Tuesday, August 16, 2011
My Troll
There is an evil little couch potato living in my head. He hides in an undefined area between my conscious and subconscious. I feel him lurking there, licking his orange, Cheetos-stained fingers.
I dislike this troll and his endless commentary. He's obsessed with TV schedules, always certain something "good" is on. He's equally curious about the refrigerator and the pantry. To him, a snack and a show are a heavenly combination that should be enjoyed whenever possible. I try to ignore him but it doesn't stop his constant chattering.
If I decide to go for a run around the neighborhood, he suddenly becomes a meteorologist, citing temperatures and heat indexes. He hates it when I exercise and he does his best to discourage me at every turn. As I start out, he's singing in my ear, trying to get me to quit. My joints and muscles are often providing backup to his discouraging song. I turn up the volume on my iPod, an attempt to drown him out.
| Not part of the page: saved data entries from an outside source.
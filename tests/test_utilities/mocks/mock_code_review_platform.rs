use async_trait::async_trait;
use scan_orchestrator::prelude::*;
use scan_orchestrator::scan_pipeline::domain::{ChangedFile, CheckRun, CommitRef, ReviewComment};
use std::collections::{HashMap, VecDeque};
use std::sync::Mutex;

/// Mock CodeReviewPlatform serving a fixed pull request
pub struct MockCodeReviewPlatform {
    pub commits: Vec<CommitRef>,
    pub files: HashMap<String, Vec<ChangedFile>>,
    /// Commits whose file listing fails
    pub failing_commits: Vec<String>,
    pub check_runs: HashMap<String, Vec<CheckRun>>,
    run_statuses: Mutex<HashMap<u64, VecDeque<String>>>,
    pub own_job_id: Option<u64>,
    pub reviews: Mutex<Vec<(String, Vec<ReviewComment>)>>,
    pub polled_runs: Mutex<Vec<u64>>,
}

impl MockCodeReviewPlatform {
    pub fn new() -> Self {
        Self {
            commits: Vec::new(),
            files: HashMap::new(),
            failing_commits: Vec::new(),
            check_runs: HashMap::new(),
            run_statuses: Mutex::new(HashMap::new()),
            own_job_id: None,
            reviews: Mutex::new(Vec::new()),
            polled_runs: Mutex::new(Vec::new()),
        }
    }

    pub fn with_commit(mut self, sha: &str, files: Vec<ChangedFile>) -> Self {
        self.commits.push(CommitRef {
            sha: sha.to_string(),
            message: format!("commit {}", sha),
        });
        self.files.insert(sha.to_string(), files);
        self
    }

    pub fn with_failing_commit(mut self, sha: &str) -> Self {
        self.commits.push(CommitRef {
            sha: sha.to_string(),
            message: format!("commit {}", sha),
        });
        self.failing_commits.push(sha.to_string());
        self
    }

    /// Registers a check run whose successive `check_run` reads return `statuses`
    pub fn with_check_run(mut self, sha: &str, id: u64, initial: &str, statuses: &[&str]) -> Self {
        self.check_runs.entry(sha.to_string()).or_default().push(CheckRun {
            id,
            name: "security".to_string(),
            status: initial.to_string(),
        });
        self.run_statuses
            .lock()
            .unwrap()
            .insert(id, statuses.iter().map(|s| s.to_string()).collect());
        self
    }

    pub fn with_own_job(mut self, id: u64) -> Self {
        self.own_job_id = Some(id);
        self
    }

    pub fn reviews(&self) -> Vec<(String, Vec<ReviewComment>)> {
        self.reviews.lock().unwrap().clone()
    }

    pub fn polled_runs(&self) -> Vec<u64> {
        self.polled_runs.lock().unwrap().clone()
    }
}

impl Default for MockCodeReviewPlatform {
    fn default() -> Self {
        Self::new()
    }
}

#[async_trait]
impl CodeReviewPlatform for MockCodeReviewPlatform {
    async fn pull_request_commits(&self, _context: &PullRequestContext) -> Result<Vec<CommitRef>> {
        Ok(self.commits.clone())
    }

    async fn commit_files(&self, _context: &PullRequestContext, sha: &str) -> Result<Vec<ChangedFile>> {
        if self.failing_commits.iter().any(|c| c == sha) {
            anyhow::bail!("HTTP 502 while listing files of {}", sha);
        }
        Ok(self.files.get(sha).cloned().unwrap_or_default())
    }

    async fn check_runs(
        &self,
        _context: &PullRequestContext,
        sha: &str,
        check_name: &str,
    ) -> Result<Vec<CheckRun>> {
        Ok(self
            .check_runs
            .get(sha)
            .cloned()
            .unwrap_or_default()
            .into_iter()
            .filter(|run| run.name == check_name)
            .collect())
    }

    async fn check_run(&self, _context: &PullRequestContext, check_run_id: u64) -> Result<CheckRun> {
        self.polled_runs.lock().unwrap().push(check_run_id);
        let mut statuses = self.run_statuses.lock().unwrap();
        let queue = statuses
            .get_mut(&check_run_id)
            .ok_or_else(|| anyhow::anyhow!("unknown check run {}", check_run_id))?;
        let status = if queue.len() > 1 {
            queue.pop_front()
        } else {
            queue.front().cloned()
        }
        .unwrap_or_else(|| "completed".to_string());
        Ok(CheckRun {
            id: check_run_id,
            name: "security".to_string(),
            status,
        })
    }

    async fn current_job_id(&self, _context: &PullRequestContext) -> Result<Option<u64>> {
        Ok(self.own_job_id)
    }

    async fn create_review(
        &self,
        _context: &PullRequestContext,
        commit: &CommitRef,
        comments: &[ReviewComment],
    ) -> Result<()> {
        self.reviews
            .lock()
            .unwrap()
            .push((commit.sha.clone(), comments.to_vec()));
        Ok(())
    }
}
pub mod app_version;
pub mod artifact;
pub mod attribute;
pub mod diff_hunk;
pub mod filter_set;
pub mod finding;
pub mod gate;
pub mod remote_job;
pub mod review;

pub use app_version::{ApplicationRef, ApplicationVersion, VersionId, VersionRef};
pub use artifact::{Artifact, ScanJobState};
pub use attribute::AttributeAssignment;
pub use diff_hunk::{DiffHunk, LineRange};
pub use filter_set::{FilterSet, Folder, FolderCount, IssueQuery};
pub use finding::{BulkRequest, Finding, FindingDetails, FindingHandle, FindingQuery};
pub use gate::{GateAction, GateVerdict};
pub use remote_job::{JobState, RemoteJob};
pub use review::{ChangedFile, CheckRun, CommitRef, PullRequestContext, ReviewComment};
After the run, he's still there. Having lost the exercise battle, he tries to use it to his advantage. After such a workout, surely I deserve a little rest, a little TV time, maybe a small snack? But I know with him there is no 'little', no 'small'.
The troll and I have a complicated past. There was a time when I was more receptive to his suggestions of indolence. I think he hangs around because he hopes to rekindle that torpid magic. I've tried to tell him that I've moved on, that I'm a different person, but the troll is not convinced.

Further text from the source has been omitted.